Honestly, I'd love to meet a guy and have an instant connection and he want to talk about feelings on a first date, but it isn't really realistic and I'd still be wary of a guy that did that. I might not be turned off right away, but I know most of my friends would and I can't blame them. I also would not start a talk like this with a guy cause, I'd probably lose his interest faster than getting the drinks to the table.
I say don't take romantic comedies seriously. They are all drivel.
***I am curious what have been your experiencs and/or how would you respond to the John Cusack approach?***
For me, the answer would depend on how much I liked the guy. If there was that instant attraction and I thought he was just the cat's pajamas, I would be more than happy to get down to business. If I liked him but was not sure how much, it might turn me off.

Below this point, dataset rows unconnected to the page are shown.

//! Core chart data types.

use super::style::Palette;
use crate::Color;
use tallyplot_core::math::{percentage, safe_divisor};

const FNV_OFFSET_BASIS: u32 = 2166136261;
const FNV_PRIME: u32 = 16777619;

fn fnv1a(seed: u32, bytes: &[u8]) -> u32 {
    let mut hash = seed;
    for byte in bytes {
        hash ^= u32::from(*byte);
        hash = hash.wrapping_mul(FNV_PRIME);
    }
    hash
}

/// Identifier of one chart instance on a page.
///
/// Used to derive ids that must be unique per chart, such as SVG gradient
/// ids. Either assign ids explicitly or derive them from a stable name.
#[derive(Debug, Clone, Copy, PartialEq, Eq, Hash, Default)]
pub struct ChartId(pub u32);

impl ChartId {
    /// Create a chart ID from an explicit value.
    pub const fn new(id: u32) -> Self {
        Self(id)
    }

    /// Create a chart ID from a name using FNV-1a.
    ///
    /// The same name always produces the same ID.
    pub fn from_name(name: &str) -> Self {
        Self(fnv1a(FNV_OFFSET_BASIS, name.as_bytes()))
    }

    /// Get the raw ID value.
    pub fn raw(&self) -> u32 {
        self.0
    }
}

/// Deterministic id for a gradient definition (e.g. an SVG `<linearGradient>`).
///
/// Derived from the owning chart and the gradient's base color, so rebuilding
/// the same chart yields the same ids.
#[derive(Debug, Clone, Copy, PartialEq, Eq, Hash)]
pub struct GradientId {
    chart: ChartId,
    hash: u32,
}

impl GradientId {
    /// Derive the gradient id for `color` within `chart`.
    pub fn new(chart: ChartId, color: Color) -> Self {
        let hash = fnv1a(
            fnv1a(FNV_OFFSET_BASIS, &chart.0.to_le_bytes()),
            &color.to_rgba_u8(),
        );
        Self { chart, hash }
    }

    /// The chart this gradient belongs to.
    pub fn chart(&self) -> ChartId {
        self.chart
    }

    /// Reference form for a `fill` attribute: `url(#...)`.
    pub fn fill_url(&self) -> String {
        format!("url(#{self})")
    }
}

impl std::fmt::Display for GradientId {
    fn fmt(&self, f: &mut std::fmt::Formatter<'_>) -> std::fmt::Result {
        write!(f, "tp-grad-{:08x}-{:08x}", self.chart.0, self.hash)
    }
}

/// A labelled value in a series.
#[derive(Debug, Clone, PartialEq, Default)]
pub struct DataPoint {
    /// Category or x-axis label
    pub label: String,
    /// Non-negative value
    pub value: f64,
    /// Explicit color; falls back to the palette by index
    pub color: Option<Color>,
}

impl DataPoint {
    /// Create a data point without an explicit color.
    ///
    /// Negative and non-finite values are stored as `0.0`.
    pub fn new(label: impl Into<String>, value: f64) -> Self {
        Self {
            label: label.into(),
            value: sanitize_value(value),
            color: None,
        }
    }

    /// Set the color.
    pub fn with_color(mut self, color: Color) -> Self {
        self.color = Some(color);
        self
    }
}

impl<S: Into<String>> From<(S, f64)> for DataPoint {
    fn from((label, value): (S, f64)) -> Self {
        Self::new(label, value)
    }
}

/// Clamp a value into the domain the engines accept.
pub(crate) fn sanitize_value(value: f64) -> f64 {
    if value.is_finite() && value > 0.0 {
        value
    } else {
        0.0
    }
}

/// An ordered sequence of data points for one chart.
#[derive(Debug, Clone, PartialEq, Default)]
pub struct Series {
    points: Vec<DataPoint>,
}

impl Series {
    /// Create a series from points.
    pub fn new(points: Vec<DataPoint>) -> Self {
        Self { points }
    }

    /// Create a series from `(label, value)` tuples.
    pub fn from_pairs<S: Into<String>>(pairs: impl IntoIterator<Item = (S, f64)>) -> Self {
        Self {
            points: pairs.into_iter().map(DataPoint::from).collect(),
        }
    }

    /// The points in order.
    pub fn points(&self) -> &[DataPoint] {
        &self.points
    }

    /// Take the points out of the series.
    pub fn into_points(self) -> Vec<DataPoint> {
        self.points
    }

    /// Number of points.
    pub fn len(&self) -> usize {
        self.points.len()
    }

    /// Check if the series has no points.
    pub fn is_empty(&self) -> bool {
        self.points.is_empty()
    }

    /// Point at `index`.
    pub fn get(&self, index: usize) -> Option<&DataPoint> {
        self.points.get(index)
    }

    /// Iterate over the points.
    pub fn iter(&self) -> std::slice::Iter<'_, DataPoint> {
        self.points.iter()
    }

    /// Sum of all values.
    pub fn total(&self) -> f64 {
        self.points.iter().map(|p| p.value).sum()
    }

    /// Largest value, never below `1.0`.
    ///
    /// This is the value domain maximum the line and bar engines scale
    /// against, so an all-zero series still has a usable divisor.
    pub fn max_value(&self) -> f64 {
        let max = self.points.iter().map(|p| p.value).fold(0.0, f64::max);
        safe_divisor(max).max(1.0)
    }

    /// Share of the point at `index` in the series total, in percent.
    pub fn percentage(&self, index: usize) -> f64 {
        self.points
            .get(index)
            .map(|p| percentage(p.value, self.total()))
            .unwrap_or(0.0)
    }

    /// Share of every point in the total, in percent.
    pub fn percentages(&self) -> Vec<f64> {
        let total = self.total();
        self.points
            .iter()
            .map(|p| percentage(p.value, total))
            .collect()
    }

    /// Resolved color of the point at `index`.
    pub fn color_at(&self, index: usize, palette: &dyn Palette) -> Color {
        self.points
            .get(index)
            .and_then(|p| p.color)
            .unwrap_or_else(|| palette.color(index))
    }
}

impl FromIterator<DataPoint> for Series {
    fn from_iter<T: IntoIterator<Item = DataPoint>>(iter: T) -> Self {
        Self {
            points: iter.into_iter().collect(),
        }
    }
}

impl<'a> IntoIterator for &'a Series {
    type Item = &'a DataPoint;
    type IntoIter = std::slice::Iter<'a, DataPoint>;

    fn into_iter(self) -> Self::IntoIter {
        self.points.iter()
    }
}

/// One segment of a stacked bar.
#[derive(Debug, Clone, PartialEq)]
pub struct BarSegment {
    pub label: String,
    pub value: f64,
    pub color: Color,
}

impl BarSegment {
    /// Create a bar segment. Negative and non-finite values become `0.0`.
    pub fn new(label: impl Into<String>, value: f64, color: Color) -> Self {
        Self {
            label: label.into(),
            value: sanitize_value(value),
            color,
        }
    }
}

/// A bar made of stacked segments.
#[derive(Debug, Clone, PartialEq, Default)]
pub struct StackedBar {
    pub label: String,
    pub segments: Vec<BarSegment>,
}

impl StackedBar {
    /// Create an empty stacked bar.
    pub fn new(label: impl Into<String>) -> Self {
        Self {
            label: label.into(),
            segments: Vec::new(),
        }
    }

    /// Append a segment.
    pub fn with_segment(mut self, segment: BarSegment) -> Self {
        self.segments.push(segment);
        self
    }

    /// Sum of segment values.
    pub fn total(&self) -> f64 {
        self.segments.iter().map(|s| s.value).sum()
    }
}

I just rented it last night too ;-)! I was not impressed...and I'm usually a sucker for anything with John Cusack in it, but that was a real turkey, IMO. I would have also liked to see a more realistic approach to online dating portrayed, but of course, it's a movie so that's not going to happen ;-).
But to your question...I would not be "scared off" per se, but I would be a better match with a man who realizes that you can want an intimate relationship but that it takes time to build one and that not wanting to bare one's entire soul to a stranger right off the bat doesn't mean that one isn't open, honest and direct. I'm someone who does need to do it in steps, gradually, as you say. But someone who's right for you, Mark, would be more comfortable with your approach. It's all a matter of fit.
I like a balance...a bit of self-disclosure early on is fine but not the whole enchilada. I need to be comfortable with someone before I can open up completely, and that takes more than 1-2 dates as a rule.
Sheri
I tend to hate small talk.
I agree..movies are unrealistic & cons us into believing in a reality we would all love to have. I get disgusted by all the fairy tale crap & honestly I thought the 2 characters were mismatches...there was an age difference. Although I didn't see the movie, I just thought Diane Ladd was too old for Cusack when I first saw the previews. Nothing wrong with age differences...just didn't see it happenning.
I did have the experience of a guy cutting to the chase & it freaked me out. I think getting to know someone should take time. It's not like a business deal no matter now anxious we are.
I hate small talk, and I used to be the bare-my-soul kind of person. I learned the hard way that you really shouldn't reveal intimate details until the relationship has reached that intimacy phase -- so, definitely not on the first date or even the first several weeks. It makes you way too vulnerable too early if you start sharing the deep stuff that soon.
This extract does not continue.